There is nothing equivalent to a GP, unless you count the private medical practitioners who keep shop in the town and charge high prices for dubious investigations and treatments. And then there are the witchdoctors of course......
But on the ground in the rural areas are the health centres. These small buildings, often in remote locations in the bush, are the mainstay of healthcare for most. Of the five health centres run by the Church of Uganda in this Diocese, none has running water or mains electricity. A small solar panel might run a satellite phone and emergency lighting. Their equipment is old and battered, and they don’t have nearly enough of anything. They are staffed by a couple of nurses, midwives and nursing assistants, with perhaps a laboratory technician, a guard/groundsman and a cleaner. The staff live in at the centre in grass thatched houses like those of the community around. They provide out-patient consultations for everything from malaria to worms, from attempted suicide to HIV testing. They cater for a range of maternal and child health services including deliveries, family planning and immunizations. Some include in-patient facilities, and even those that don’t will put a mattress on the floor to keep a dehydrated cholera case under observation until he or she is well enough to move. None has a doctor or clinical officer.

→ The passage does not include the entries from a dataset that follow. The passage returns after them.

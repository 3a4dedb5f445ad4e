//! Stats command implementation
//!
//! Reports the closed-form mean and standard deviation of the terminal
//! position without sampling.

use serde::Serialize;
use std::io::Write;
use tracing::info;
use trinomial_core::{ProbabilityTriple, TheoreticalStats};

use super::{emit, fmt_f64, fmt_percentages, write_table};
use crate::config::CliConfig;
use crate::Result;

#[derive(Debug, Serialize)]
struct StatsReport {
    probabilities: ProbabilityTriple,
    stats: TheoreticalStats,
}

/// Run the stats command
pub fn run<W: Write>(config: &CliConfig, out: &mut W) -> Result<()> {
    config.validate()?;
    let walk = &config.walk;
    let probs = walk.probabilities()?;
    let stats = TheoreticalStats::from_triple(&probs, walk.steps);

    info!(
        steps = walk.steps,
        mu_total = stats.mu_total(),
        sigma_total = stats.sigma_total(),
        "computed theoretical statistics"
    );

    let report = StatsReport {
        probabilities: probs,
        stats,
    };

    emit(out, config.format, &report, |out| {
        write_table(
            out,
            "Theoretical terminal distribution",
            &[
                ("Steps", walk.steps.to_string()),
                ("Up / Neutral / Down", fmt_percentages(walk.up, walk.neutral, walk.down())),
                ("Step mean", fmt_f64(stats.mu_step())),
                ("Step variance", fmt_f64(stats.var_step())),
                ("Expected position", fmt_f64(stats.mu_total())),
                ("Volatility (sigma)", fmt_f64(stats.sigma_total())),
            ],
        )
    })
}
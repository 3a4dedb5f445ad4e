//! Criterion benchmarks for trinomial_engine.
//!
//! Benchmarks cover:
//! - Uniform generation (per-draw vs batch)
//! - Bulk path sampling across simulation and step counts
//! - Single-path sampling
//! - Terminal analysis of a sampled matrix

use criterion::{black_box, criterion_group, criterion_main, BenchmarkId, Criterion};
use trinomial_core::{ProbabilityTriple, TheoreticalStats};
use trinomial_engine::analysis::MonteCarloAnalysis;
use trinomial_engine::mc::PathSampler;
use trinomial_engine::rng::WalkRng;

fn bench_rng_generation(c: &mut Criterion) {
    let mut group = c.benchmark_group("rng_generation");

    for n_samples in [1_000, 10_000, 100_000] {
        group.bench_with_input(
            BenchmarkId::new("uniform_samples", n_samples),
            &n_samples,
            |b, &n| {
                let mut rng = WalkRng::from_seed(42);
                b.iter(|| {
                    let mut sum = 0.0;
                    for _ in 0..n {
                        sum += rng.gen_uniform();
                    }
                    black_box(sum)
                });
            },
        );

        group.bench_with_input(
            BenchmarkId::new("uniform_batch", n_samples),
            &n_samples,
            |b, &n| {
                let mut rng = WalkRng::from_seed(42);
                let mut buffer = vec![0.0; n];
                b.iter(|| {
                    rng.fill_uniform(&mut buffer);
                    black_box(buffer.iter().sum::<f64>())
                });
            },
        );
    }

    group.finish();
}

fn bench_path_sampling(c: &mut Criterion) {
    let mut group = c.benchmark_group("path_sampling");
    group.sample_size(50);

    let probs = ProbabilityTriple::from_percentages(33, 33).unwrap();

    for n_simulations in [1_000, 10_000] {
        for n_steps in [100, 300] {
            let id = format!("{}x{}", n_simulations, n_steps);
            group.bench_with_input(
                BenchmarkId::new("sample", id),
                &(n_simulations, n_steps),
                |b, &(m, n)| {
                    let mut sampler = PathSampler::from_seed(42);
                    b.iter(|| black_box(sampler.sample(n, &probs, m).unwrap()));
                },
            );
        }
    }

    group.finish();
}

fn bench_single_path(c: &mut Criterion) {
    let mut group = c.benchmark_group("single_path");
    let probs = ProbabilityTriple::uniform();

    for n_steps in [20, 300, 10_000] {
        group.bench_with_input(BenchmarkId::new("steps", n_steps), &n_steps, |b, &n| {
            let mut sampler = PathSampler::from_seed(42);
            b.iter(|| black_box(sampler.sample_single_path(n, &probs).unwrap()));
        });
    }

    group.finish();
}

fn bench_analysis(c: &mut Criterion) {
    let mut group = c.benchmark_group("analysis");

    let probs = ProbabilityTriple::from_percentages(40, 20).unwrap();
    for n_simulations in [1_000, 100_000] {
        let n_steps = 100;
        let stats = TheoreticalStats::from_triple(&probs, n_steps);
        let paths = PathSampler::from_seed(7)
            .sample(n_steps, &probs, n_simulations)
            .unwrap();

        group.bench_with_input(
            BenchmarkId::new("from_paths", n_simulations),
            &paths,
            |b, paths| b.iter(|| black_box(MonteCarloAnalysis::from_paths(paths, &stats).unwrap())),
        );
    }

    group.finish();
}

criterion_group!(
    benches,
    bench_rng_generation,
    bench_path_sampling,
    bench_single_path,
    bench_analysis
);
criterion_main!(benches);
//! Post-processing of sampled paths.
//!
//! Turns a [`PathMatrix`](crate::mc::PathMatrix) into the figures a front
//! end reports: terminal KPIs, the mean path, a density histogram with a
//! normal overlay, a convergence check and the lattice behind short walks.
//! Nothing here renders or samples.
//!
//! # Examples
//!
//! ```rust
//! use trinomial_engine::analysis::MonteCarloAnalysis;
//! use trinomial_engine::mc::PathSampler;
//! use trinomial_core::{ProbabilityTriple, TheoreticalStats};
//!
//! let probs = ProbabilityTriple::from_percentages(40, 20).unwrap();
//! let stats = TheoreticalStats::from_triple(&probs, 30);
//! let paths = PathSampler::from_seed(11).sample(30, &probs, 5000).unwrap();
//!
//! let analysis = MonteCarloAnalysis::from_paths(&paths, &stats).unwrap();
//! assert!(analysis.convergence.is_within(5.0));
//! ```

pub mod convergence;
pub mod histogram;
pub mod lattice;
pub mod overlay;
pub mod report;
pub mod summary;

pub use convergence::ConvergenceReport;
pub use histogram::Histogram;
pub use lattice::{LatticeGrid, LATTICE_MAX_STEPS};
pub use overlay::{normal_overlay, DensityPoint, OVERLAY_POINTS};
pub use report::{MonteCarloAnalysis, MAX_DISPLAY_PATHS};
pub use summary::{mean_path, TerminalSummary};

Visiting Kei health centre for a meeting with staff and community members, I was reminded of the constraints under which they work. Kei is the most remote of the five health centres I help to supervise, but it is also one of the biggest and busiest. It serves an area of rural poverty very close to the Sudan border in the far north of the Diocese, and is reached by a terrible road that is regularly impassable in the rainy season. The health centre, like the region it serves, has seen its share of disturbance in recent years. But at present it is well run by Mary, a nurse In-charge who has a sweet but strong character, and is a very committed Christian.
After the meeting, while we were drinking tea and eating cassava and biscuits, Mary approached me to ask if we could take a seriously ill patient to the nearest government hospital on our way home. There are no ambulances here. She wanted to refer him because he had been an in-patient at Kei for two weeks, was deteriorating, and she felt he needed more specialist care. He has AIDS, and had a serious infection in one leg that was causing much swelling and pain. There were already five of us squashed in a ‘double cabin’ pick-up, which left only the open back of the truck available. But that was what was wanted. The staff and relatives spread blankets on the floor of the pick-up, then lifted the thin, frail man onto the back. One of his sons sat upright against the cab, cradling his father’s head on his lap so that the patient was as comfortable as possible on the rough road. We set off for the 20km journey with five of the family in attendance, together with bedding, cooking pots and personal belongings.
It wasn’t an ambulance journey I would have chosen for myself, but it was the only one available and the family were grateful. We left them at the hospital in Yumbe – the patient might get some medical attention there, eventually, but I doubt he will receive as much care and concern as he did whilst at Kei.